Donna Karan Begins Yoga, Meditation Program at UCLA Hospital
The fashion designer's Urban Zen Foundation will provide training for hospital staff and patients in yoga, meditation, nutrition and other holistic therapies.
Patients and staff at Ronald Reagan UCLA Medical Center will be the first on the west coast to receive training in a blend of Eastern and Western therapies designed by yoga instructors and fashion designer Donna Karan.
Urban Zen Foundation, started by Karan, is taking up residency at UCLA to ease the minds and bodies of cancer patients and their caretakers. It is the first hospital on the west coast to adopt the program, which involves training in yoga, Reiki, meditation, aromatherapy and other practices. Karan was at UCLA Thursday to visit with patients and staff.
"People think yoga is kind of putting your legs around your head," Karan said. "Yoga is being. Yoga is being present in your mind and body. Through meditation, yoga and all the practices, it really puts the patient, the loved one, the doctor and the nurse at ease because, as we all know, being in a hospital is not exactly a place that you sign up to on vacation."
Thirty doctors, nurses, social workers and other hospital staff at UCLA participated in the first round of training. More than 200 hospital employees have expressed interest in the next round of training, said yoga instructor Colleen Saidman.
Involving patients and their caretakers was one of the program's main goals, Karan said.
"It could not be just people coming in and...doing good," Karan said. "What we wanted to do was take care of the whole aspect of the hospital."
If we don't take care of ourselves, we can't take care of anybody, we can't do anything, and as I keep on saying, we are in a world of chaos right now," Karan said.
Karan, who said she has practiced yoga since she was 18, was inspired to start advocating for meditation and yoga in hospitals while her husband was suffering from lung cancer. She and yoga instructors Rodney Yee and Colleen Saidman visited with cancer patients
"We're distilling some very important methodologies in which to really take care of the symptoms of panic and we've been doing this research now, really, all our lives, but now we get to work hand in hand with the hospitals, to really bring it to where it's most needed," Yee said.
Ernesto Vargas, a liver transplant patient, said he now experiences less back pain and better sleep after learning from Urban Zen.

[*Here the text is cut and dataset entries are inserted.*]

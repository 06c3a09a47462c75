//! Normalization of second-generation text logs.
//!
//! These logs lack the configuration header of the canonical format and some
//! runs kept training for a few epochs past their planned stop. The excess is
//! cut at the line announcing the planned checkpoint; the checkpoints written
//! afterwards are ignored rather than evaluated.

use crate::config::NormalizerConfig;
use crate::error::{MigrateError, Result};
use crate::layout::epoch_checkpoint_name;

/// Start of the first line of every normalized log.
pub const PROVENANCE_PREFIX: &str = "This log was generated from an existing log";

pub struct LogNormalizer {
    config: NormalizerConfig,
}

impl LogNormalizer {
    pub fn new(config: NormalizerConfig) -> Self {
        Self { config }
    }

    /// Index of the single line announcing `checkpoint-epoch<epoch>.pth`.
    pub fn marker_line(&self, log: &[&str], epoch: u32) -> Result<usize> {
        let tag = epoch_checkpoint_name(epoch);
        let hits: Vec<usize> = log
            .iter()
            .enumerate()
            .filter(|(_, line)| line.contains(&tag) && line.contains(&self.config.context_marker))
            .map(|(i, _)| i)
            .collect();
        match hits.as_slice() {
            [pos] => Ok(*pos),
            [] => Err(MigrateError::MarkerNotFound { tag }),
            _ => Err(MigrateError::AmbiguousMarker {
                tag,
                count: hits.len(),
            }),
        }
    }

    /// Build the canonical log for a legacy `log`.
    ///
    /// `experiment` is the run's timestamp directory name and goes into the
    /// provenance line. The result is the provenance line, the verbatim config
    /// lines, then the legacy log up to the marker line (plus the following
    /// line when it is a timing summary).
    pub fn normalize(
        &self,
        log: &str,
        config_text: &str,
        epoch: u32,
        experiment: &str,
    ) -> Result<Vec<String>> {
        let lines: Vec<&str> = log.lines().collect();
        let pos = self.marker_line(&lines, epoch)?;
        let keep_timing = lines
            .get(pos + 1)
            .is_some_and(|next| next.contains(&self.config.timing_marker));
        let end = pos + 1 + usize::from(keep_timing);

        let mut out = Vec::with_capacity(2 + end);
        out.push(format!("{PROVENANCE_PREFIX} for experiment {experiment}"));
        out.push("Launching experiment with config:".to_string());
        out.extend(config_text.lines().map(str::to_string));
        out.extend(lines[..end].iter().map(|l| l.to_string()));
        Ok(out)
    }
}

impl Default for LogNormalizer {
    fn default() -> Self {
        Self::new(NormalizerConfig::default())
    }
}
//! Per-experiment outcomes and migration stages.

use crate::transfer::TransferOutcome;
use serde::{Deserialize, Serialize};
use std::fmt;

/// Which conversion a run performed.
#[derive(Debug, Clone, Copy, PartialEq, Eq, Hash, Serialize, Deserialize)]
#[serde(rename_all = "snake_case")]
pub enum Task {
    /// Event-stream runs -> canonical layout.
    Modernize,
    /// Legacy text logs -> canonical log format.
    Standardize,
}

impl fmt::Display for Task {
    fn fmt(&self, f: &mut fmt::Formatter<'_>) -> fmt::Result {
        f.pad(match self {
            Task::Modernize => "modernize",
            Task::Standardize => "standardize",
        })
    }
}

/// How far an experiment has progressed. Stages only move forward; each one
/// implies all earlier ones are satisfied.
#[derive(Debug, Clone, Copy, PartialEq, Eq, PartialOrd, Ord, Serialize, Deserialize)]
#[serde(rename_all = "snake_case")]
pub enum MigrationStage {
    NotMigrated,
    /// Config and checkpoint are present in the canonical models tree.
    ArtifactsCopied,
    /// The canonical log has been generated.
    LogGenerated,
    /// Evaluation has run against the recovered checkpoint.
    Complete,
}

impl MigrationStage {
    /// Highest stage whose preconditions all hold.
    pub fn from_checks(artifacts: bool, log: bool, evaluated: bool) -> Self {
        match (artifacts, log, evaluated) {
            (false, _, _) => Self::NotMigrated,
            (true, false, _) => Self::ArtifactsCopied,
            (true, true, false) => Self::LogGenerated,
            (true, true, true) => Self::Complete,
        }
    }
}

impl fmt::Display for MigrationStage {
    fn fmt(&self, f: &mut fmt::Formatter<'_>) -> fmt::Result {
        let s = match self {
            Self::NotMigrated => "not migrated",
            Self::ArtifactsCopied => "artifacts copied",
            Self::LogGenerated => "log generated",
            Self::Complete => "complete",
        };
        f.pad(s)
    }
}

/// Outcome of the log and evaluation transitions.
#[derive(Debug, Clone, Copy, PartialEq, Eq, Serialize, Deserialize)]
#[serde(rename_all = "snake_case")]
pub enum StepOutcome {
    Done,
    Skipped,
    Disabled,
}

impl fmt::Display for StepOutcome {
    fn fmt(&self, f: &mut fmt::Formatter<'_>) -> fmt::Result {
        let s = match self {
            Self::Done => "done",
            Self::Skipped => "skipped",
            Self::Disabled => "disabled",
        };
        f.pad(s)
    }
}

#[derive(Debug, Clone, PartialEq, Eq, Serialize, Deserialize)]
pub struct ExperimentReport {
    pub key: String,
    pub timestamp: String,
    /// `None` when the task does not transfer artifacts (`standardize`).
    pub config: Option<TransferOutcome>,
    pub checkpoint: Option<TransferOutcome>,
    pub log: StepOutcome,
    pub rows_written: usize,
    pub evaluation: StepOutcome,
    pub stage: MigrationStage,
}

impl ExperimentReport {
    /// True when nothing was written for this experiment.
    pub fn is_noop(&self) -> bool {
        let copied = [self.config, self.checkpoint]
            .iter()
            .flatten()
            .any(TransferOutcome::copied);
        !copied && self.log != StepOutcome::Done && self.evaluation != StepOutcome::Done
    }
}

#[derive(Debug, Clone, PartialEq, Eq, Serialize, Deserialize)]
pub struct MigrationReport {
    pub task: Task,
    pub experiments: Vec<ExperimentReport>,
}

impl MigrationReport {
    pub fn new(task: Task) -> Self {
        Self {
            task,
            experiments: Vec::new(),
        }
    }

    pub fn is_noop(&self) -> bool {
        self.experiments.iter().all(ExperimentReport::is_noop)
    }

    pub fn count_at(&self, stage: MigrationStage) -> usize {
        self.experiments.iter().filter(|e| e.stage == stage).count()
    }
}

impl fmt::Display for MigrationReport {
    fn fmt(&self, f: &mut fmt::Formatter<'_>) -> fmt::Result {
        writeln!(f, "{} summary ({} experiments):", self.task, self.experiments.len())?;
        for exp in &self.experiments {
            writeln!(
                f,
                "  {:<32} {:<24} log: {:<8} rows: {:<5} eval: {:<8} -> {}",
                exp.key, exp.timestamp, exp.log, exp.rows_written, exp.evaluation, exp.stage
            )?;
        }
        Ok(())
    }
}
//! Event-stream protobuf messages.
//!
//! Only the fields the decoder reads are declared; `prost` skips the rest
//! (`file_version`, `graph_def`, summary metadata, ...). Histogram, audio and
//! tensor payloads are kept as raw bytes since they are never interpreted.

/// One record of an event stream.
#[derive(Clone, PartialEq, prost::Message)]
pub struct Event {
    #[prost(double, tag = "1")]
    pub wall_time: f64,
    #[prost(int64, tag = "2")]
    pub step: i64,
    #[prost(message, optional, tag = "5")]
    pub summary: Option<Summary>,
}

#[derive(Clone, PartialEq, prost::Message)]
pub struct Summary {
    #[prost(message, repeated, tag = "1")]
    pub value: Vec<SummaryValue>,
}

#[derive(Clone, PartialEq, prost::Message)]
pub struct SummaryValue {
    #[prost(string, tag = "1")]
    pub tag: String,
    #[prost(oneof = "summary_value::Kind", tags = "2, 3, 4, 5, 6, 8")]
    pub kind: Option<summary_value::Kind>,
}

pub mod summary_value {
    #[derive(Clone, PartialEq, prost::Oneof)]
    pub enum Kind {
        #[prost(float, tag = "2")]
        SimpleValue(f32),
        #[prost(bytes, tag = "3")]
        ObsoleteHistogram(Vec<u8>),
        #[prost(message, tag = "4")]
        Image(super::Image),
        #[prost(bytes, tag = "5")]
        Histogram(Vec<u8>),
        #[prost(bytes, tag = "6")]
        Audio(Vec<u8>),
        #[prost(bytes, tag = "8")]
        Tensor(Vec<u8>),
    }

    impl Kind {
        pub fn name(&self) -> &'static str {
            match self {
                Kind::SimpleValue(_) => "simple_value",
                Kind::ObsoleteHistogram(_) => "obsolete_old_style_histogram",
                Kind::Image(_) => "image",
                Kind::Histogram(_) => "histo",
                Kind::Audio(_) => "audio",
                Kind::Tensor(_) => "tensor",
            }
        }
    }
}

#[derive(Clone, PartialEq, prost::Message)]
pub struct Image {
    #[prost(int32, tag = "1")]
    pub height: i32,
    #[prost(int32, tag = "2")]
    pub width: i32,
    #[prost(int32, tag = "3")]
    pub colorspace: i32,
    #[prost(bytes, tag = "4")]
    pub encoded_image_string: Vec<u8>,
}

impl Event {
    /// An event carrying one scalar per `(tag, value)` pair.
    pub fn scalars(wall_time: f64, step: i64, values: &[(&str, f32)]) -> Self {
        let value = values
            .iter()
            .map(|(tag, v)| SummaryValue {
                tag: (*tag).to_string(),
                kind: Some(summary_value::Kind::SimpleValue(*v)),
            })
            .collect();
        Self {
            wall_time,
            step,
            summary: Some(Summary { value }),
        }
    }
}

"When you've been in bed for a week or more, your spinal cord ...hurts," Vargas said, who attended the event surrounded by his family. "My back feels better. I can even move it by myself. I've experienced more of that and the way I breathed changed everything."
Karan and Dr. David Feinberg, president of UCLA Health System, hope having Urban Zen at UCLA will persuade other hospitals to adopt the program. Karan hopes it will be a trendsetter.
"I hate to say this, like, you're wearing something -- 'oh, where did you get that? I want it!'" Karan said.
UCLA has several other programs that integrate Eastern practices into Western medicine, including the UCLA Center for East-West Medicine, and the Mindful Awareness Research Center.
Elaine Schmidt
4:01 pm on Thursday, November 17, 2011
Fabulous article, Sarah! And such amazing turnaround, too. Thanks for coming out covering this important new program.
Bill Wasylenko
3:00 am on Friday, November 18, 2011
I healed my self using meditation, Affirmation and going back to nature with my diet. I used Red wine vinegar, Garlic and Fresh Ginger. I was in the hospital scheduled for open heart surgery due to a mytlol valve prolapse and had a 3 day deadline before the Final Trachial Endoscopic Examination. (TEE) . The morning of the Examination, I got what I wished and worked for and my valve sealed back up. The surgeons knife went out the window. I was positive, sent out positive and all the people around me sent up positive, including my nurses whom I was positive with. The methods the Karen is using are ancient wisdom. They are the Christic healing methods and include the Laying of the hands. . I also helped a friend of mine come out of a coma by performing meditation and the laying of the hands at his bedside. Staying connected to the positive terminal is what it is about. In case anyone is reading this, I am interested in further helping sick patients, but I realize That one can only help those that want to be helped. This will come when people realize the way that the universe works. Bill Wasylenko, Bensalem Pa.